After the burial, Bolbol resolves to be addressed only by his original name, Nabil. Fatima has gone permanently mute from the shock of the journey. Hussein quite uncharacteristically keeps to himself. The siblings begin their journey home, and each show a large degree of relief as they pass through the checkpoints with ease, now that they are not in possession of their father's corpse. Hussein and Fatima drop Bolbol off at his neighborhood in Damascus, and leave without exchanging words. Bolbol contemplates how his house smells of his father's corpse, and how he wants his face to melt under the hot water like his father's corpse had melted away in rot.

== Characters ==
=== Main characters ===

- Abdel Latif al-Salim – Father of Bolbol, Hussein, and Fatima, second husband to Navine. Nicknamed "The Anabiyan" after his hometown, he was a major rebel leader in the civil war. His death and subsequent burial are the driving elements of the novel.
- Bolbol – Middle child, middle son of Abdel and his first wife from Anabiya.
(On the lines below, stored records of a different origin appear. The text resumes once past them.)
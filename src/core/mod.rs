//! Core business logic for MetaDB Checker.
//!
//! # Modules
//!
//! - [`aggregate`] - Fan-out/fan-in aggregation over LimsRest
//! - [`output`] - JSON-lines rendering of the result set
//!
//! # Aggregation Workflow
//!
//! 1. **List**: Fetch deliveries at or after the cutoff
//! 2. **Resolve**: Fetch each delivery's request shell, one at a time
//! 3. **Enrich**: One task per request fetches its sample manifests
//! 4. **Collect**: Gather enriched requests in completion order
//! 5. **Emit**: Write one JSON document per request
//!
//! # Example
//!
//! ```rust,no_run
//! use metadb_checker::adapters::limsrest::LimsRestClient;
//! use metadb_checker::config::load_config;
//! use metadb_checker::core::aggregate::Aggregator;
//! use metadb_checker::core::output::write_json_lines;
//! use metadb_checker::domain::Cutoff;
//! use std::sync::Arc;
//!
//! # async fn example() -> Result<(), Box<dyn std::error::Error>> {
//! let config = load_config("metadb-checker.toml")?;
//! let client = LimsRestClient::from_config(
//!     &config.limsrest,
//!     config.aggregation.manifest_selection,
//! )?;
//!
//! let (_shutdown_tx, shutdown_rx) = tokio::sync::watch::channel(false);
//! let aggregator = Aggregator::new(Arc::new(client), config.aggregation.clone(), shutdown_rx);
//!
//! let results = aggregator.aggregate(Cutoff::parse_delivery_date("2021/02/25")?).await?;
//! write_json_lines(&results, std::io::stdout().lock())?;
//! # Ok(())
//! # }
//! ```

pub mod aggregate;
pub mod output;
//! Background refresh of the departure board.
//!
//! This module handles:
//! - Periodic fetching of raw departures through the source fallback chain
//! - Assembly of the published snapshot (grouping, capping, backfill)
//! - Fan-out of every new snapshot to live subscribers

mod board;
mod registry;
mod types;

pub use registry::SubscriberRegistry;
pub use types::{Departure, RefreshTrigger, Snapshot, SnapshotSource, SnapshotStore};

use std::sync::Arc;
use std::time::Duration;

use chrono::Utc;
use tokio::sync::Notify;
use tokio_util::sync::CancellationToken;
use tracing::{debug, info, warn};

use crate::config::Config;
use crate::providers::sl::{SlClient, SlError};

/// Owns the refresh pipeline: upstream client, snapshot store, subscriber
/// registry and the manual-refresh trigger.
pub struct RefreshManager {
    client: SlClient,
    config: Config,
    store: Arc<SnapshotStore>,
    registry: Arc<SubscriberRegistry>,
    refresh_requests: RefreshTrigger,
}

impl RefreshManager {
    pub fn new(config: Config) -> Result<Self, SlError> {
        let client = SlClient::new(&config)?;
        let now = Utc::now().with_timezone(&config.refresh.timezone);
        let store = Arc::new(SnapshotStore::new(Snapshot::pending(now.to_rfc3339())));

        Ok(Self {
            client,
            config,
            store,
            registry: Arc::new(SubscriberRegistry::new()),
            refresh_requests: Arc::new(Notify::new()),
        })
    }

    /// Get a reference to the snapshot store for API access
    pub fn snapshot_store(&self) -> Arc<SnapshotStore> {
        self.store.clone()
    }

    /// Get a reference to the subscriber registry for API access
    pub fn subscriber_registry(&self) -> Arc<SubscriberRegistry> {
        self.registry.clone()
    }

    /// Get the trigger handle for passing to API handlers
    pub fn refresh_trigger(&self) -> RefreshTrigger {
        self.refresh_requests.clone()
    }

    /// Run one refresh cycle: fetch, assemble or synthesize a snapshot,
    /// then publish it to the store and every subscriber. Fetch exhaustion
    /// degrades to the synthetic dataset instead of failing the cycle.
    pub async fn refresh_once(&self) {
        let now = Utc::now().with_timezone(&self.config.refresh.timezone);

        let snapshot = match self.client.fetch_departures().await {
            Ok(payload) => {
                board::build_snapshot(&payload, now, &self.config.stop, &self.config.board)
            }
            Err(e) => {
                warn!(error = %e, "Falling back to demonstration data");
                board::synthetic_snapshot(now, &self.config.stop, &self.config.board)
            }
        };

        info!(
            departures = snapshot.departures.len(),
            source = ?snapshot.source,
            "Refresh cycle completed"
        );

        let snapshot = Arc::new(snapshot);
        self.store.replace(snapshot.clone());
        self.registry.broadcast(snapshot).await;
    }

    /// Refresh loop: one cycle per interval tick plus one cycle per manual
    /// request. Manual cycles run out of band and never move the periodic
    /// schedule. Cancelling the token stops the loop; an in-flight cycle is
    /// aborted rather than awaited.
    pub async fn run(self: Arc<Self>, shutdown: CancellationToken) {
        info!(
            interval_secs = self.config.refresh.interval_secs,
            "Starting refresh loop"
        );
        let mut interval =
            tokio::time::interval(Duration::from_secs(self.config.refresh.interval_secs));
        // Skip the first tick which fires immediately (the startup refresh
        // already populated the store)
        interval.tick().await;

        loop {
            let reason = tokio::select! {
                _ = shutdown.cancelled() => break,
                _ = interval.tick() => "scheduled",
                _ = self.refresh_requests.notified() => "manual",
            };
            debug!(reason, "Starting refresh cycle");

            tokio::select! {
                _ = self.refresh_once() => {}
                _ = shutdown.cancelled() => break,
            }
        }

        info!("Refresh loop stopped");
    }
}
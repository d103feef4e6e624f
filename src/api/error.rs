use serde::Serialize;
use utoipa::ToSchema;

/// Standard error body returned by API endpoints
#[derive(Debug, Serialize, ToSchema)]
pub struct ErrorResponse {
    pub error: String,
}
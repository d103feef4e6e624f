use std::sync::Arc;

use axum::{
    extract::State,
    routing::{get, post},
    Json, Router,
};
use serde::Serialize;
use utoipa::ToSchema;

use crate::api::ErrorResponse;
use crate::sync::{RefreshTrigger, Snapshot, SnapshotStore};

#[derive(Clone)]
pub struct DeparturesState {
    pub store: Arc<SnapshotStore>,
    pub refresh_trigger: RefreshTrigger,
}

/// Acknowledgement for a requested refresh cycle
#[derive(Debug, Serialize, ToSchema)]
pub struct RefreshResponse {
    pub message: String,
}

/// Get the current departure snapshot
#[utoipa::path(
    get,
    path = "/api/departures",
    responses(
        (status = 200, description = "Current departure snapshot", body = Snapshot),
        (status = 500, description = "Internal server error", body = ErrorResponse)
    ),
    tag = "departures"
)]
pub async fn get_departures(State(state): State<DeparturesState>) -> Json<Arc<Snapshot>> {
    Json(state.store.current())
}

/// Request an out-of-band refresh cycle
///
/// Returns immediately; the refresh loop runs the cycle without moving its
/// periodic schedule. Requests arriving while one is pending coalesce.
#[utoipa::path(
    post,
    path = "/api/refresh",
    responses(
        (status = 200, description = "Refresh requested", body = RefreshResponse)
    ),
    tag = "departures"
)]
pub async fn trigger_refresh(State(state): State<DeparturesState>) -> Json<RefreshResponse> {
    state.refresh_trigger.notify_one();
    Json(RefreshResponse {
        message: "Refresh triggered".to_string(),
    })
}

pub fn router(store: Arc<SnapshotStore>, refresh_trigger: RefreshTrigger) -> Router {
    let state = DeparturesState {
        store,
        refresh_trigger,
    };
    Router::new()
        .route("/departures", get(get_departures))
        .route("/refresh", post(trigger_refresh))
        .with_state(state)
}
Usually described as weak, fearful, and paranoid. At his father's death, Bolbol shows unusual courage and determination to honor his father's wish to be buried in his hometown, Anabiya.
- Hussein – Oldest child, older son of Abdel and his first wife from Anabiya. Hotheaded and temperamental. Enjoys commanding others, especially through the use of aphorisms. Had the dream of being successful and powerful but those plans fell through to leave him as a minibus driver.
- Fatima – Youngest child, only daughter of Abdel and his first wife from Anabiya. Loves gossip, and generally very emotional and empathetic. Feels compelled to reunite the family after her father's death, to keep the peace within the family. Known to have two children, an older son and a younger daughter. She is described to live in a male-dominating life both in marriage and in her intermediate family.

=== Secondary characters ===

- Navine – Second wife to Abdel. Worked as an art teacher before marrying Najeeb. She has two kids with Najeeb- Hitam and Ramy. Her husband Najeeb dies in a road accident on his way to Beirut. After the death of her husband and sons she marries Abdel Latif.
- Layla – Sister to Abdel. Committed suicide by dousing herself in kerosene and setting herself ablaze in order to avoid an arranged marriage to a man she could not love.
- Mamdouh – Fatima's ex-husband. Studied under Abdel during high school years.
- Hiyam – Bolbol's ex-wife. Divorced Bolbol, disappearing with their son, named after Abdel Latif.
- Lamia – Bolbol's childhood friend and ex-lover. Dedicated to helping people in need; known to house upwards of 40 refugees in her house at once. Received letters of poetry from Bolbol, but never pursued the relationship.
- Zuhayr – Lamia's husband. Went to prison before marrying Lamia. Family has ties to the regime, but is sympathetic to the rebel cause.
- Hitam - Navine's oldest son who was a doctor. He along with Navine treated wounded people from the revolution who were turned away from hospitals at their house. He was arrested at an air force Mukhabarat and tortured to death.
- Ramy - Navine's youngest son who graduated with a business degree and went on to serve in the military. After his brother's death, he joins the armed rebellion and fights till his last gasp.
- Naif - Abdel Latif's brother who finally buries Abdel Latif.

== Reception ==
Death Is Hard Work received attention and praise from reviewers, with Middle East Eye calling it "a road trip novel unlike any other." and The Guardian noting how the novel is "robust in its doubts, humane in its gaze and gentle in its persistence."

Elliot Ackerman of The New York Times directly compares Khalifa to American author William Faulkner stating "Many fine American writers have claimed the mantle of Faulkner's successor ... With "Death Is Hard Work," Khaled Khalifa has, intentionally or not, also laid claim to that title." Similar appreciation was given by Nadia Ismail of The Columbia Journal.